AVAILABLE DATA:

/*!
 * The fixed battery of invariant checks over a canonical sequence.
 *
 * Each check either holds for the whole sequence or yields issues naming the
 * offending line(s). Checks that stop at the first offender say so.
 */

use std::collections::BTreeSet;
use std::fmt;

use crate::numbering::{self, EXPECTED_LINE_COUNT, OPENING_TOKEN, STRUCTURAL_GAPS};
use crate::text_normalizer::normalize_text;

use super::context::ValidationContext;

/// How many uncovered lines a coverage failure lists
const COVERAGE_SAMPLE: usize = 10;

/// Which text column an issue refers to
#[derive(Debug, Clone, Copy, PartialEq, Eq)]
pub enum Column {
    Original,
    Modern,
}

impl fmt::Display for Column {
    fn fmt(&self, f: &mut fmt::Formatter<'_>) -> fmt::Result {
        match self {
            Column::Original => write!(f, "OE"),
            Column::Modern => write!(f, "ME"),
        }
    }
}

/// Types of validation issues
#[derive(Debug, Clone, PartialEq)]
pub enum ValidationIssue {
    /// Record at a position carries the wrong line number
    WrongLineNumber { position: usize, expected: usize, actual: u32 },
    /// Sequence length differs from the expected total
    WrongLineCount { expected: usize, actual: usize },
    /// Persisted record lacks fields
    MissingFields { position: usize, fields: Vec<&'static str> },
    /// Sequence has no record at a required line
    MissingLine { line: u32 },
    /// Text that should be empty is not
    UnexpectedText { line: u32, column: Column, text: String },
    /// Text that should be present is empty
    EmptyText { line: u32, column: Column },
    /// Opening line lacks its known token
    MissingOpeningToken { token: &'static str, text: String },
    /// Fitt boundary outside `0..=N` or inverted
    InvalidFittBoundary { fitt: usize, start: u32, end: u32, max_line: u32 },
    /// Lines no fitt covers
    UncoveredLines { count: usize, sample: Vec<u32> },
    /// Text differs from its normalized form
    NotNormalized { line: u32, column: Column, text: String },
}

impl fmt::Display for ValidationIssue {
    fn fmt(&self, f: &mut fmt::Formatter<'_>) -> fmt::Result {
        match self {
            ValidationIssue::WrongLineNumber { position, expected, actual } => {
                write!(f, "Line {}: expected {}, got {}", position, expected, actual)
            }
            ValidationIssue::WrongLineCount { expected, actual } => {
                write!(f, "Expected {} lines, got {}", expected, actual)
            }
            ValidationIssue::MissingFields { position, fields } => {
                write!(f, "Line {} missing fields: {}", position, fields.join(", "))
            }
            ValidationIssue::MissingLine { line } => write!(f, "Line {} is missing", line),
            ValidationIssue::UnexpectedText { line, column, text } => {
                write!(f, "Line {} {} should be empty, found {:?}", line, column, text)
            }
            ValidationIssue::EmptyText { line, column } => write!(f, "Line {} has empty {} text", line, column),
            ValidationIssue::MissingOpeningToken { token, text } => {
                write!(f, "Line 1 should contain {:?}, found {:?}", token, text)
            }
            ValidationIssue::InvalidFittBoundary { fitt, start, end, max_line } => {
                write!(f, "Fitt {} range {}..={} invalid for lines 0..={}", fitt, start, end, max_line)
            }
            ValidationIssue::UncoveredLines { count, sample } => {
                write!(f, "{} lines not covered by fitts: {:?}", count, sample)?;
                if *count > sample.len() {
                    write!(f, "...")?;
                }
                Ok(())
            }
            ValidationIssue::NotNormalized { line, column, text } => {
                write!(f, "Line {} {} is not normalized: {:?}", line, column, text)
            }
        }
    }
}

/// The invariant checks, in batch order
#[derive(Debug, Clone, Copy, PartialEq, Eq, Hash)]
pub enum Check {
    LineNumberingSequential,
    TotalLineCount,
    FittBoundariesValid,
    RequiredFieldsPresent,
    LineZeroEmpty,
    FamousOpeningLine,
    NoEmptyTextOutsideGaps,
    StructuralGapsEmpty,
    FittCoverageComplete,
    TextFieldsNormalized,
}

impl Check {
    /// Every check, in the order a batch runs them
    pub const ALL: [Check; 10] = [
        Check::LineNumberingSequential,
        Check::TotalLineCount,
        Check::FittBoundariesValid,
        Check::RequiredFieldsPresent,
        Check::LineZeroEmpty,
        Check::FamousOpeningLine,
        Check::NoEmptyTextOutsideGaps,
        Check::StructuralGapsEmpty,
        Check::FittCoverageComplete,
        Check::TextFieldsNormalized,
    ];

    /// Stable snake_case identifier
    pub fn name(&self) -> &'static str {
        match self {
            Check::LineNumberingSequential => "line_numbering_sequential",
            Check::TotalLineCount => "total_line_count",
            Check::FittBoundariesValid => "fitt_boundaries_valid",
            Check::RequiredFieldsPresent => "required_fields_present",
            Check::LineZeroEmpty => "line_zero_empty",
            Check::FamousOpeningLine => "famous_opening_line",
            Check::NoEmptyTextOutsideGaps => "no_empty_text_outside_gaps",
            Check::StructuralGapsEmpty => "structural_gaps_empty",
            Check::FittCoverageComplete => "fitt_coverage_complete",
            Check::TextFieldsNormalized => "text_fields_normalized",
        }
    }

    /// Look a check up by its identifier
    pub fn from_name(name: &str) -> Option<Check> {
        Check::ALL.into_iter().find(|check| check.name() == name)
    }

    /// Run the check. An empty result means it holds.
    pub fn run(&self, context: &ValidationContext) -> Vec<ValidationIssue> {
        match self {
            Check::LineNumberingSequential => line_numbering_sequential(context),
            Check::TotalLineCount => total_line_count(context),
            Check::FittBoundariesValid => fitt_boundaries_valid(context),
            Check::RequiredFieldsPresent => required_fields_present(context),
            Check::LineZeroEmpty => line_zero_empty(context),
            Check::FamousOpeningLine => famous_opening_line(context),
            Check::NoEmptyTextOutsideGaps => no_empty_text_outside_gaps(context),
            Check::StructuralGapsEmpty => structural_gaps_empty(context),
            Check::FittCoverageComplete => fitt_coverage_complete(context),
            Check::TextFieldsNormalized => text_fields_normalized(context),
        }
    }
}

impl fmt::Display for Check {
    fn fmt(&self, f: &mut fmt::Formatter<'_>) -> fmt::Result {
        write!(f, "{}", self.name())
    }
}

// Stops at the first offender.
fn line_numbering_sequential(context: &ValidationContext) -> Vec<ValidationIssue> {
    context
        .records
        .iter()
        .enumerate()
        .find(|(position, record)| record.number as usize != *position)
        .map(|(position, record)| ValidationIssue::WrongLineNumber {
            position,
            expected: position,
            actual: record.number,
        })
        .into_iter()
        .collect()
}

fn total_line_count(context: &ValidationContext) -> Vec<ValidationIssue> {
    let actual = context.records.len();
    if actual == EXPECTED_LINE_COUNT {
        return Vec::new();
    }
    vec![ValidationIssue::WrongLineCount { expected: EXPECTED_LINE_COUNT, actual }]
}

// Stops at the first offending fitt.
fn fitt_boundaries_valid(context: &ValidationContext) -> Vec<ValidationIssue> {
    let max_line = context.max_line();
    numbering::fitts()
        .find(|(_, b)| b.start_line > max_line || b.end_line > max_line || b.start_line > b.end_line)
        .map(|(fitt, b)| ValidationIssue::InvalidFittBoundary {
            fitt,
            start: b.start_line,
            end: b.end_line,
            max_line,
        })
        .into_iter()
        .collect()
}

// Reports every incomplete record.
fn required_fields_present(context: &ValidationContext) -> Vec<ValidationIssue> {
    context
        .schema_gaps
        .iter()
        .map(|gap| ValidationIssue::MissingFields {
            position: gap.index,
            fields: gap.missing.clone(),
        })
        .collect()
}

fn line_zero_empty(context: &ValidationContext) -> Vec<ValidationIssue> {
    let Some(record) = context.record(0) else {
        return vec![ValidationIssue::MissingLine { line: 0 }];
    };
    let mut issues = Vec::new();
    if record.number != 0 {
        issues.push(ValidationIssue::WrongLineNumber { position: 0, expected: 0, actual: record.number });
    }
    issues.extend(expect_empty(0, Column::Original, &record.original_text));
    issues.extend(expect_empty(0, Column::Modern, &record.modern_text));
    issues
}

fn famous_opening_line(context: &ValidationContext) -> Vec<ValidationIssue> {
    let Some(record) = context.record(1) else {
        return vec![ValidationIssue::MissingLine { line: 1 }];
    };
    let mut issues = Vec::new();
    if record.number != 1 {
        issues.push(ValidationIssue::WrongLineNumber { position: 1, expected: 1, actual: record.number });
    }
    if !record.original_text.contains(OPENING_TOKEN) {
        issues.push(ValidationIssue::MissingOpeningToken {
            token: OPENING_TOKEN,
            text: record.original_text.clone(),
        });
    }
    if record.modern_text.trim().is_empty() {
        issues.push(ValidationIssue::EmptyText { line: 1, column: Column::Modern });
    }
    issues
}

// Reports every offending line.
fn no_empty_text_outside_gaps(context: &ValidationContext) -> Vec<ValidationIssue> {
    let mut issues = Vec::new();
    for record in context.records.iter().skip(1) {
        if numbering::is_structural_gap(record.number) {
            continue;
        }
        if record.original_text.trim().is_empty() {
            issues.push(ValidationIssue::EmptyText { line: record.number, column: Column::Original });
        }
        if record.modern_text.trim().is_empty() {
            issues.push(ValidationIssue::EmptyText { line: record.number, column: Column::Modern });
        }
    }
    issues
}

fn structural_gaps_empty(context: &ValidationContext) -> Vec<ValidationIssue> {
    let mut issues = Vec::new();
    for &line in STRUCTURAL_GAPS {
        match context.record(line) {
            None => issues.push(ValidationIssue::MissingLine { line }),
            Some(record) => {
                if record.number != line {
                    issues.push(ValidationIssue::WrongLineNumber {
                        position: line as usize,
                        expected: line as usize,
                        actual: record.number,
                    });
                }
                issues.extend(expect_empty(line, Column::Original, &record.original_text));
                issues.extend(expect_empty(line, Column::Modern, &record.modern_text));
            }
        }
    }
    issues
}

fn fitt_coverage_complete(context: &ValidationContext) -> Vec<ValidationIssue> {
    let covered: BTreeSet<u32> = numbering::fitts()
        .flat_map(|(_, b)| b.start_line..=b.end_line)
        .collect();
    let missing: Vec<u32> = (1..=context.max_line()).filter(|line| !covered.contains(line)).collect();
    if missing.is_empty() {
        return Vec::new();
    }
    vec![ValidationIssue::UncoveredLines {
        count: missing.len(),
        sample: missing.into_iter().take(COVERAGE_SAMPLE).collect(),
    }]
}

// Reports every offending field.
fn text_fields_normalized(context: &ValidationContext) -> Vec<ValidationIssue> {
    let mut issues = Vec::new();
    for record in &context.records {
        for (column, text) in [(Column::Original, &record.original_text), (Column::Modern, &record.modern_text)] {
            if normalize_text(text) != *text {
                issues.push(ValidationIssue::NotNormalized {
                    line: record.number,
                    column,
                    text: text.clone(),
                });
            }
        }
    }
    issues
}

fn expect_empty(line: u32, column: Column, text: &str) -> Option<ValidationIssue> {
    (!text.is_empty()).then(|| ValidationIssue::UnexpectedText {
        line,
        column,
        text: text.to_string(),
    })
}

ABOUT THIS EXERCISE: Tell how many lines in the entries contain the string "crate". Give the number and nothing more.

EXERCISE RESPONSE: 2